One hundred out of a possible 117 parliamentarians attended Monday’s session, which lasted over eight hours. Among those absent was former Prime Minister Saad Hariri, who heads the Future Movement.
Lebanon has 128 MPs, but eight have resigned and three who have passed away have not yet been replaced.
Mikati and his new government gathered with lawmakers at the UNESCO Palace, the country’s makeshift parliament building in Beirut. The session began nearly an hour later than scheduled due to power cuts that routinely plague Lebanon.

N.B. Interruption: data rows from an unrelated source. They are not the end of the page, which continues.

//! Choromap - choropleth region styling and entity search
//!
//! This library provides the core functionality for an interactive
//! choropleth viewer: a region collection loaded from a GeoJSON boundary
//! dataset, a fixed-bucket color classifier for the region metric, and a
//! search highlighter that restyles regions whose affiliate list contains
//! a queried entity name.
//!
//! # High-Level API
//!
//! ```ignore
//! use choromap::dataset;
//! use choromap::search::MapSession;
//! use choromap::surface::MemorySurface;
//!
//! let regions = dataset::load_file("counties.geojson")?;
//! let mut surface = MemorySurface::for_collection(&regions);
//! let mut session = MapSession::new(regions);
//!
//! session.render_initial(&mut surface);
//! session.apply_search("acme corp", &mut surface);
//! ```
//!
//! Rendering itself is an external concern: anything that can restyle a
//! polygon and anchor a text label implements [`surface::MapSurface`].

pub mod classify;
pub mod dataset;
pub mod geometry;
pub mod legend;
pub mod logging;
pub mod region;
pub mod search;
pub mod style;
pub mod surface;

/// Version of the choromap library and CLI.
///
/// Synchronized across all components in the workspace and injected at
/// compile time from `Cargo.toml`.
pub const VERSION: &str = env!("CARGO_PKG_VERSION");
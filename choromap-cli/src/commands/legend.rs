//! Print the legend rows.

use choromap::legend::{legend_rows, LEGEND_TITLE};

/// Render the legend as plain text, one row per bucket range.
pub fn run() -> String {
    let mut out = String::from(LEGEND_TITLE);
    for row in legend_rows() {
        out.push('\n');
        out.push_str(&format!("{}  {}", row.color.hex(), row.label));
    }
    out
}
//! Static legend for the bucket scale.
//!
//! The legend depends only on the fixed bucket thresholds, so it is
//! generated once and never recomputed. The top bucket is labeled with
//! the fixed display constant `9–12`; the scale's true upper bound is
//! unspecified by the data, so the label is cosmetic rather than derived.

use crate::classify::classify;
use crate::style::Color;

/// Legend heading.
pub const LEGEND_TITLE: &str = "HPT Supply Number of Partners";

/// Label for the zero bucket row.
pub const NO_DATA_LABEL: &str = "No Partners";

/// Display label for the open-ended top bucket.
const TOP_BUCKET_LABEL: &str = "9\u{2013}12";

/// Lower boundaries of the non-zero buckets, in ascending order.
const GRADES: [u32; 5] = [0, 1, 3, 6, 9];

/// One legend row: a color swatch and its value-range label.
#[derive(Debug, Clone, PartialEq)]
pub struct LegendRow {
    pub label: String,
    pub color: Color,
}

/// Build the legend rows: the zero bucket first, then one row per value
/// range in ascending order.
pub fn legend_rows() -> Vec<LegendRow> {
    let mut rows = vec![LegendRow {
        label: NO_DATA_LABEL.to_string(),
        color: classify(0.0).color(),
    }];

    for (i, &grade) in GRADES.iter().enumerate().skip(1) {
        let label = match GRADES.get(i + 1) {
            Some(next) => format!("{grade}\u{2013}{next}"),
            None => TOP_BUCKET_LABEL.to_string(),
        };
        rows.push(LegendRow {
            // Sample just above the boundary to pick the bucket color
            // for the range starting at this grade.
            color: classify(f64::from(grade) + 1.0).color(),
            label,
        });
    }

    rows
}

#[cfg(test)]
mod tests {
    use super::*;
    use crate::classify::ColorBucket;

    #[test]
    fn test_legend_row_count() {
        // One zero-bucket row plus four value ranges. The Lightest
        // bucket (0 < m <= 1) has no row of its own; the ranges start
        // at 1, matching the published scale.
        let rows = legend_rows();
        assert_eq!(rows.len(), 5);
        assert_eq!(rows[0].label, NO_DATA_LABEL);
        assert_eq!(rows[0].color, ColorBucket::None.color());
    }

    #[test]
    fn test_range_labels() {
        let labels: Vec<_> = legend_rows().into_iter().map(|r| r.label).collect();
        assert_eq!(
            labels,
            vec!["No Partners", "1\u{2013}3", "3\u{2013}6", "6\u{2013}9", "9\u{2013}12"]
        );
    }

    #[test]
    fn test_row_colors_follow_the_ramp() {
        let colors: Vec<_> = legend_rows().into_iter().map(|r| r.color).collect();
        assert_eq!(
            colors,
            vec![
                ColorBucket::None.color(),
                ColorBucket::Light.color(),
                ColorBucket::Medium.color(),
                ColorBucket::Dark.color(),
                ColorBucket::Darkest.color(),
            ]
        );
    }
}
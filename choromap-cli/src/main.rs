//! Choromap CLI - terminal choropleth viewer.
//!
//! This binary provides a command-line interface to the choromap
//! library: an interactive TUI viewer plus headless subcommands for
//! scripted use.

use clap::{Parser, Subcommand};

mod commands;
mod error;
mod tui_app;
mod ui;

use commands::{classify, legend, search, view};

#[derive(Parser)]
#[command(name = "choromap")]
#[command(version = choromap::VERSION)]
#[command(about = "Render a county choropleth and search it by entity name", long_about = None)]
struct Cli {
    #[command(subcommand)]
    command: Commands,
}

#[derive(Subcommand)]
enum Commands {
    /// Open the interactive viewer
    View(view::ViewArgs),
    /// Print regions whose affiliate list contains an entity name
    Search(search::SearchArgs),
    /// Print the color bucket for a metric value
    Classify(classify::ClassifyArgs),
    /// Print the legend rows
    Legend,
}

fn main() {
    let cli = Cli::parse();

    let result = match cli.command {
        Commands::View(args) => view::run(&args),
        Commands::Search(args) => search::run(&args).map(|report| println!("{report}")),
        Commands::Classify(args) => {
            println!("{}", classify::run(&args));
            Ok(())
        }
        Commands::Legend => {
            println!("{}", legend::run());
            Ok(())
        }
    };

    if let Err(e) = result {
        e.exit();
    }
}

“Our government emerged to light a candle in this deep darkness and spark a torch of hope and determination that we are able to combine our sincerest efforts for this beloved country,” Mikati said.
Mikati, who took office earlier this month promising to kick-start talks with the IMF and unlock billions of dollars in aid, has managed to give Lebanon its first full-fledged government after 13 months of political paralysis.
Prior to Monday’s vote, the multi-billionaire prime minister presented his government’s nine-page policy statement to lawmakers.
He promised his 24-minister government would enact a host of economic and structural reforms, and pledged to tackle chronic power outages, address food, fuel, and medicine shortages, combat rampant corruption, and end wasteful government spending.
Speaker Nabih Berri asked Mikati not to read the entire statement, fearing that the power could go out again before the session ended.
The United Nations recently estimated that almost three-quarters of the Lebanese population live in poverty. The World Bank has warned that the country’s economic crisis ranks as one of the three worst the world has seen in the past 150 years.
Band-Aids vs meaningful changes
Since Lebanon first sank into crisis in October 2019, the country’s leadership has failed to deliver a credible economic reform blueprint that is a prerequisite for unlocking billions of dollars in aid.
But many experts believe that Mikati will struggle to deliver meaningful changes and that at best, Lebanon is looking at “Band-Aid” fixes that fail to address the underlying causes of its current crisis and place the country on firmer economic footing.
In addition to a handful of independent MPs, the Christian Lebanese Forces party was the only major political party in Lebanon that did not give a vote of confidence.
MP Sethrida Geagea of the Lebanese Forces said they cannot “bet” on Mikati’s government to implement wholesale reforms, given the parliamentary elections are next May, meaning that a new government would have to be formed soon afterward.
“The current government is temporary, and is supposed to be short-lived,” Geagea said in parliament, referring to upcoming parliamentary elections in less than a year. “In the best-case scenario, it would manage the crisis.”
Meanwhile, the international community continues to offer developmental aid with the condition that Lebanon implements reforms to stop wasteful spending and corruption. The European Parliament recently threatened to sanction officials engaged in corruption and obstructing reforms.
Feras Abdallah, a 28-year-old architect, told Al Jazeera he is not too convinced that the new ministers can deliver real change, but he hopes they can at least take steps to alleviate the country’s very pressing fuel and medicine crisis.
“I just hope that they make this country a place that we can actually live in without us having to suffer every step of the way,” said Abdallah.
Aline Fleihan, a political activist in opposition group Li Haqqi, is not nearly as optimistic, telling Al Jazeera that the Mikati government represents the “system that caused the collapse of the country”.
“Mikati’s government is controlled by the banks, central bank and the oligarchs,” she said. “So its solution for the financial crisis will be based on helping them to escape the crisis and make the people pay for its losses.”